The world's first fully submerged Lidar underwater transceiver system based on single photon detection technology has been developed by the University of Edinburgh

LiDAR, or laser radar, has the ability to capture 3D data about target objects and their surroundings and has recently been used in a number of mass-consumer applications, including self-driving cars and smartphones.

Another potential application for Lidar is underwater 3D imaging, which is mounted on autonomous seabed vehicles and could provide a potential way to map the ocean floor at centimetre resolution.

According to Myms Consulting, recently, A research project at Heriot-Watt University and The University of Edinburgh has developed what is claimed to be the world's first fully submerged Lidar underwater transceiver system based on single-photon detection technology, And in the journal Optics Express as "Submerged single-photon LiDAR imaging sensor used for real-time 3D scene reconstruction in The research results were released under the title scattering underwater environments.

Obtaining 3D images using lidar in seawater can be challenging because of the limited penetration of light and the scattering and distortion of any particles in seawater. However, recent advances in single-photon detection could help overcome these obstacles.

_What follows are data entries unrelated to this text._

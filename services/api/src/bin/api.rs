//! services/api/src/bin/api.rs

use api_lib::{
    adapters::{self, FileKvStore},
    config::Config,
    error::ApiError,
    web::{rest::ApiDoc, router, state::AppState},
};
use axum::http::{
    header::{ACCEPT, CONTENT_TYPE},
    HeaderValue, Method,
};
use axum::Router;
use std::sync::Arc;
use tower_http::cors::CorsLayer;
use tracing::{info, warn};
use tracing_subscriber::{layer::SubscriberExt, util::SubscriberInitExt};
use utoipa::OpenApi;
use utoipa_swagger_ui::SwaggerUi;

#[tokio::main]
async fn main() -> Result<(), ApiError> {
    // --- 1. Load Configuration & Set Up Logging ---
    let config = Arc::new(Config::from_env()?);
    tracing_subscriber::registry()
        .with(tracing_subscriber::EnvFilter::new(config.log_level.to_string()))
        .with(tracing_subscriber::fmt::layer())
        .init();
    info!("Configuration loaded. Starting server...");

    // --- 2. Initialize Adapters ---
    info!("Opening preference store at {}", config.data_dir.display());
    let kv = Arc::new(FileKvStore::open(&config.data_dir)?);
    let source = adapters::content_source(&config)?;
    info!(
        "Using {:?} at {}",
        config.content_provider, config.content_api_base_url
    );

    // --- 3. Build the Shared AppState & Load the Opening Page ---
    let app_state = AppState::new(config.clone(), source, kv);
    if let Err(e) = app_state.viewer.retry().await {
        warn!("Opening page could not be loaded yet: {}", e);
    }

    let origin = config.cors_origin.parse::<HeaderValue>().map_err(|e| {
        ApiError::Internal(format!("Invalid CORS origin '{}': {}", config.cors_origin, e))
    })?;
    let cors = CorsLayer::new()
        .allow_origin(origin)
        .allow_methods([
            Method::GET,
            Method::POST,
            Method::PUT,
            Method::PATCH,
            Method::DELETE,
            Method::OPTIONS,
        ])
        .allow_headers([CONTENT_TYPE, ACCEPT]);

    // --- 4. Create the Web Router ---
    // Merge the API router with the Swagger UI router for a complete application.
    let app = Router::new()
        .merge(router(app_state).layer(cors))
        .merge(SwaggerUi::new("/swagger-ui").url("/api-docs/openapi.json", ApiDoc::openapi()));

    // --- 5. Start the Server ---
    info!("Starting server on {}", config.bind_address);
    info!(
        "Swagger UI available at http://{}/swagger-ui",
        config.bind_address
    );
    let listener = tokio::net::TcpListener::bind(&config.bind_address).await?;
    axum::serve(listener, app).await?;

    Ok(())
}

According to the research project, Heriot-Watt University's silicon based single photon avalanche diode (SPAD) detector, built in CMOS, uses picosecond resolution time-dependent single photon counting to measure photon time of flight (ToF). The high sensitivity of this lidar architecture allows it to capture detailed 3D information even in extremely low light conditions under seawater.

(a) single photon lidar schematic diagram; (b) Photo of optical setup based on SPAD detector array

An underwater lidar system developed by researchers that uses single-photon detection technology to capture 3D images in fully submerged water. To demonstrate the lidar system, the researchers used it in a water tank to get a 3D image of a pipe (pictured right) (pictured left).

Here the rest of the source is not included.